Well, Facebook contacted us after the story ran to say the company will also provide a way for parents who are not on Facebook to prevent their children's pictures from being used in ads. If the settlement is approved, parents will be able submit a form online and attach a notarized statement declaring their rights as a parent or guardian in order to disable the feature.
MELISSA BLOCK, HOST:
Yesterday, we told you about the story of a father and son, a truck and the number one country song they inspired.
(SOUNDBITE OF SONG, "I DRIVE YOUR TRUCK")
BLOCK: Two years ago, songwriter Connie Harrington heard a radio interview with Paul Monti. His son Jared was killed in Afghanistan, and he talked about how he drove Jared's truck to remember him.
CORNISH: Harrington was inspired by Monti's story and, with two co-writers, turned it into a song recorded by singer Lee Brice. Last month, "I Drive Your Truck" vaulted to number one on Billboard's Country Airplay chart. Earlier this week, Connie Harrington and Paul Monti met for the first time face to face and spoke with us from Nashville. Monti told us he's glad to have the song out there but that he has had trouble getting through it.

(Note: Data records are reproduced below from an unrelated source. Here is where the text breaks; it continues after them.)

use sea_orm_migration::prelude::*;

use crate::m20260610_090000_users::Users;
use crate::m20260610_091000_houses::Units;

#[derive(DeriveMigrationName)]
pub struct Migration;

#[derive(Iden)]
pub enum Tenants {
    Table,
    Id,
    UserId,
    UnitId,
    LeaseStartDate,
    LeaseEndDate,
    CreatedAt,
}

#[derive(Iden)]
enum ExtraFees {
    Table,
    Id,
    Name,
    Details,
    AmountMinor,
}

#[derive(Iden)]
enum TenantExtraFees {
    Table,
    TenantId,
    ExtraFeeId,
}

#[async_trait::async_trait]
impl MigrationTrait for Migration {
    async fn up(&self, manager: &SchemaManager) -> Result<(), DbErr> {
        manager
            .create_table(
                Table::create()
                    .table(Tenants::Table)
                    .if_not_exists()
                    .col(
                        ColumnDef::new(Tenants::Id)
                            .string()
                            .not_null()
                            .primary_key(),
                    )
                    .col(
                        ColumnDef::new(Tenants::UserId)
                            .string()
                            .not_null()
                            .unique_key(),
                    )
                    // Nullable and unique: a unit backs at most one tenant.
                    .col(ColumnDef::new(Tenants::UnitId).string().unique_key())
                    .col(ColumnDef::new(Tenants::LeaseStartDate).date().not_null())
                    .col(ColumnDef::new(Tenants::LeaseEndDate).date())
                    .col(ColumnDef::new(Tenants::CreatedAt).timestamp().not_null())
                    .foreign_key(
                        ForeignKey::create()
                            .name("fk-tenants-user_id")
                            .from(Tenants::Table, Tenants::UserId)
                            .to(Users::Table, Users::Id),
                    )
                    .foreign_key(
                        ForeignKey::create()
                            .name("fk-tenants-unit_id")
                            .from(Tenants::Table, Tenants::UnitId)
                            .to(Units::Table, Units::Id)
                            .on_delete(ForeignKeyAction::Cascade),
                    )
                    .to_owned(),
            )
            .await?;

        manager
            .create_table(
                Table::create()
                    .table(ExtraFees::Table)
                    .if_not_exists()
                    .col(
                        ColumnDef::new(ExtraFees::Id)
                            .string()
                            .not_null()
                            .primary_key(),
                    )
                    .col(
                        ColumnDef::new(ExtraFees::Name)
                            .string()
                            .not_null()
                            .unique_key(),
                    )
                    .col(ColumnDef::new(ExtraFees::Details).string().not_null())
                    .col(
                        ColumnDef::new(ExtraFees::AmountMinor)
                            .big_integer()
                            .not_null(),
                    )
                    .to_owned(),
            )
            .await?;

        manager
            .create_table(
                Table::create()
                    .table(TenantExtraFees::Table)
                    .if_not_exists()
                    .col(
                        ColumnDef::new(TenantExtraFees::TenantId)
                            .string()
                            .not_null(),
                    )
                    .col(
                        ColumnDef::new(TenantExtraFees::ExtraFeeId)
                            .string()
                            .not_null(),
                    )
                    .primary_key(
                        Index::create()
                            .col(TenantExtraFees::TenantId)
                            .col(TenantExtraFees::ExtraFeeId),
                    )
                    .foreign_key(
                        ForeignKey::create()
                            .name("fk-tenant_extra_fees-tenant_id")
                            .from(TenantExtraFees::Table, TenantExtraFees::TenantId)
                            .to(Tenants::Table, Tenants::Id),
                    )
                    .foreign_key(
                        ForeignKey::create()
                            .name("fk-tenant_extra_fees-extra_fee_id")
                            .from(TenantExtraFees::Table, TenantExtraFees::ExtraFeeId)
                            .to(ExtraFees::Table, ExtraFees::Id),
                    )
                    .to_owned(),
            )
            .await?;

        Ok(())
    }

    async fn down(&self, manager: &SchemaManager) -> Result<(), DbErr> {
        manager
            .drop_table(Table::drop().table(TenantExtraFees::Table).to_owned())
            .await?;
        manager
            .drop_table(Table::drop().table(ExtraFees::Table).to_owned())
            .await?;
        manager
            .drop_table(Table::drop().table(Tenants::Table).to_owned())
            .await?;
        Ok(())
    }
}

PAUL MONTI: I don't know if I've ever listened to it all the way through ever. I mean, I can get just so far, and I just have to shut it off.
BLOCK: Well, many of you felt the same way. Francis Breen of Portsmouth, New Hampshire, says he pulled into his driveway at the same time his wife did, and through the rearview mirror, noticed they were both listening to the same story.

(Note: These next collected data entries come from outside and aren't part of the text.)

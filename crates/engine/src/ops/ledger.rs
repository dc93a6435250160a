//! Ledger operations: recording transactions and reading accounts.
//!
//! A transaction insert and the matching balance change always commit
//! together. The balance change itself is one atomic
//! `UPDATE accounts SET balance = balance + ?` so concurrent recorders for
//! the same account cannot lose updates; the balance is never read, modified
//! and written back in separate steps.

use sea_orm::{
    ActiveModelTrait, ColumnTrait, ConnectionTrait, DatabaseBackend, EntityTrait, QueryFilter,
    QueryOrder, QuerySelect, Statement, TransactionTrait,
};
use uuid::Uuid;

use crate::{
    Account, EngineError, Money, RecordTransactionCmd, ResultEngine, Transaction, TransactionKind,
    TransactionMeans, accounts, transactions,
};

use super::{Engine, require_user, with_tx};

/// Filters for [`Engine::list_transactions`].
#[derive(Clone, Copy, Debug, Default)]
pub struct TransactionListFilter {
    pub kind: Option<TransactionKind>,
    pub means: Option<TransactionMeans>,
    pub limit: Option<u64>,
}

impl TransactionListFilter {
    #[must_use]
    pub fn kind(mut self, kind: TransactionKind) -> Self {
        self.kind = Some(kind);
        self
    }

    #[must_use]
    pub fn means(mut self, means: TransactionMeans) -> Self {
        self.means = Some(means);
        self
    }

    #[must_use]
    pub fn limit(mut self, limit: u64) -> Self {
        self.limit = Some(limit);
        self
    }
}

impl Engine {
    /// Records a transaction and applies it to the owner's account balance.
    ///
    /// Validation (amount bounds, reference rule) runs before anything is
    /// written. Deposits add the amount; withdrawals, rent payments and fee
    /// payments subtract it.
    pub async fn record_transaction(&self, cmd: RecordTransactionCmd) -> ResultEngine<Uuid> {
        let backend = self.database.get_database_backend();
        with_tx!(self, |db_tx| {
            let user = require_user(&db_tx, &cmd.username).await?;
            let user_id = Uuid::parse_str(&user.id)
                .map_err(|_| EngineError::NotFound(format!("user {}", cmd.username)))?;

            let tx = Transaction::new(
                user_id,
                cmd.kind,
                cmd.means,
                Money::new(cmd.amount_minor),
                cmd.reference.clone(),
                cmd.notes.clone(),
                cmd.created_at,
            )?;
            transactions::ActiveModel::from(&tx).insert(&db_tx).await?;

            apply_to_account(&db_tx, backend, &user.id, cmd.kind.signed(tx.amount)).await?;

            tracing::debug!(
                user = %cmd.username,
                kind = tx.kind.as_str(),
                amount = %tx.amount,
                "transaction recorded"
            );
            Ok(tx.id)
        })
    }

    /// Returns the ledger account owned by `username`.
    pub async fn account_for(&self, username: &str) -> ResultEngine<Account> {
        let user = require_user(&self.database, username).await?;
        let model = accounts::Entity::find()
            .filter(accounts::Column::UserId.eq(user.id))
            .one(&self.database)
            .await?
            .ok_or_else(|| EngineError::NotFound(format!("account of {username}")))?;
        Account::try_from(model)
    }

    /// Lists a user's transactions, newest first.
    pub async fn list_transactions(
        &self,
        username: &str,
        filter: TransactionListFilter,
    ) -> ResultEngine<Vec<Transaction>> {
        let user = require_user(&self.database, username).await?;

        let mut query = transactions::Entity::find()
            .filter(transactions::Column::UserId.eq(user.id))
            .order_by_desc(transactions::Column::CreatedAt);
        if let Some(kind) = filter.kind {
            query = query.filter(transactions::Column::Kind.eq(kind.as_str()));
        }
        if let Some(means) = filter.means {
            query = query.filter(transactions::Column::Means.eq(means.as_str()));
        }
        if let Some(limit) = filter.limit {
            query = query.limit(limit);
        }

        let models = query.all(&self.database).await?;
        models.into_iter().map(Transaction::try_from).collect()
    }
}

/// Adds `delta` to the account owned by `user_id` with a single atomic
/// update expression.
pub(super) async fn apply_to_account<C>(
    conn: &C,
    backend: DatabaseBackend,
    user_id: &str,
    delta: Money,
) -> ResultEngine<()>
where
    C: ConnectionTrait,
{
    let result = conn
        .execute(Statement::from_sql_and_values(
            backend,
            "UPDATE accounts SET balance = balance + ? WHERE user_id = ?",
            vec![delta.minor().into(), user_id.into()],
        ))
        .await?;
    if result.rows_affected() != 1 {
        return Err(EngineError::NotFound(format!("account of user {user_id}")));
    }
    Ok(())
}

He writes this: We sat motionless for several minutes until the segment came to a close, both of us exiting from our vehicles at the same moment, unable to bear listening to the song being played at the end of the piece. Breen says, without a word being spoken about the segment, he and his wife uttered to each other how lucky are we.
That's because, he writes, our son had served in the Army in both Iraq and Afghanistan and had come home to us. We had spent many a sleepless night worrying that he never would.

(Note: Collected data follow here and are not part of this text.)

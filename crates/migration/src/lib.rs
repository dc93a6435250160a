pub use sea_orm_migration::prelude::*;

mod m20260610_090000_users;
mod m20260610_091000_houses;
mod m20260610_092000_tenants;
mod m20260610_093000_transactions;
mod m20260610_094000_messages;

pub struct Migrator;

#[async_trait::async_trait]
impl MigratorTrait for Migrator {
    fn migrations() -> Vec<Box<dyn MigrationTrait>> {
        vec![
            Box::new(m20260610_090000_users::Migration),
            Box::new(m20260610_091000_houses::Migration),
            Box::new(m20260610_092000_tenants::Migration),
            Box::new(m20260610_093000_transactions::Migration),
            Box::new(m20260610_094000_messages::Migration),
        ]
    }
}
#[tokio::test]
async fn rent_cycle_continues_past_a_failing_unit() {
    let (engine, db) = engine_with_db().await;
    let group_id = house_and_group(&engine, 3, 5_000_00).await;
    let units = engine.list_units(group_id).await.unwrap();
    tenant_with_unit(&engine, "alice", units[0].id, date(2026, 7, 1)).await;
    tenant_with_unit(&engine, "carol", units[2].id, date(2026, 7, 1)).await;

    // Corrupt occupancy directly: a unit marked Occupied without any tenant.
    let backend = db.get_database_backend();
    db.execute(Statement::from_sql_and_values(
        backend,
        "UPDATE units SET occupied_status = 'Occupied' WHERE id = ?",
        vec![units[1].id.to_string().into()],
    ))
    .await
    .unwrap();

    let as_of = date(2026, 8, 1);
    let report = engine
        .process_rent_payments(
            RentCycleCmd::new(group_id, as_of).mode(RentCycleMode::Demo),
        )
        .await
        .unwrap();

    // The healthy units committed, the broken one rolled back and was
    // reported.
    assert_eq!(report.charged.len(), 2);
    assert_eq!(report.failures.len(), 1);
    assert_eq!(report.failures[0].unit_id, units[1].id);

    assert_eq!(
        engine.account_for("alice").await.unwrap().balance,
        Money::new(-5_000_00)
    );
    assert_eq!(
        engine.account_for("carol").await.unwrap().balance,
        Money::new(-5_000_00)
    );

    // The failed unit's payment date did not move.
    assert_eq!(
        engine.unit(units[1].id).await.unwrap().last_rent_payment_date,
        None
    );
    // The group's own date still advanced at the end of the batch.
    let group = engine.unit_group(group_id).await.unwrap();
    assert_eq!(group.last_rent_payment_date, Some(as_of));
}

CORNISH: Nicholas Perna of Ridgefield, Connecticut, says he drove his son's truck until the young man came home from Iraq. Perna writes: I used to listen to my son's music and even wear his beat-up old baseball cap while driving his pickup. It all made me feel closer to him even though he was so far away.
BLOCK: And when Charles Jenkins of Chatham, New York, heard our story, he was driving his mother's car, a car, he says, that's traveled to weddings and funerals and birthdays. Mr. Jenkins says his mother is alive, but she's been debilitated by Parkinson's disease and he's reluctant to change anything about her car.
He writes this: The maps of the places she used to drive, the car wash tickets, the note in her handwriting like the change in the ashtray and the other details in the song about driving the truck bear witness to a life. As the father in your story said, we need ways to hold on to the people we love after they are gone. Whether we drive their trucks and cars, cook with their cast iron pans, display their sports trophies, or tell their stories to our families, we need to keep their memories alive. And Mr. Jenkins concludes: Thank you for a story about how, in life, we all must find our own ways to deal with the deaths of those we love.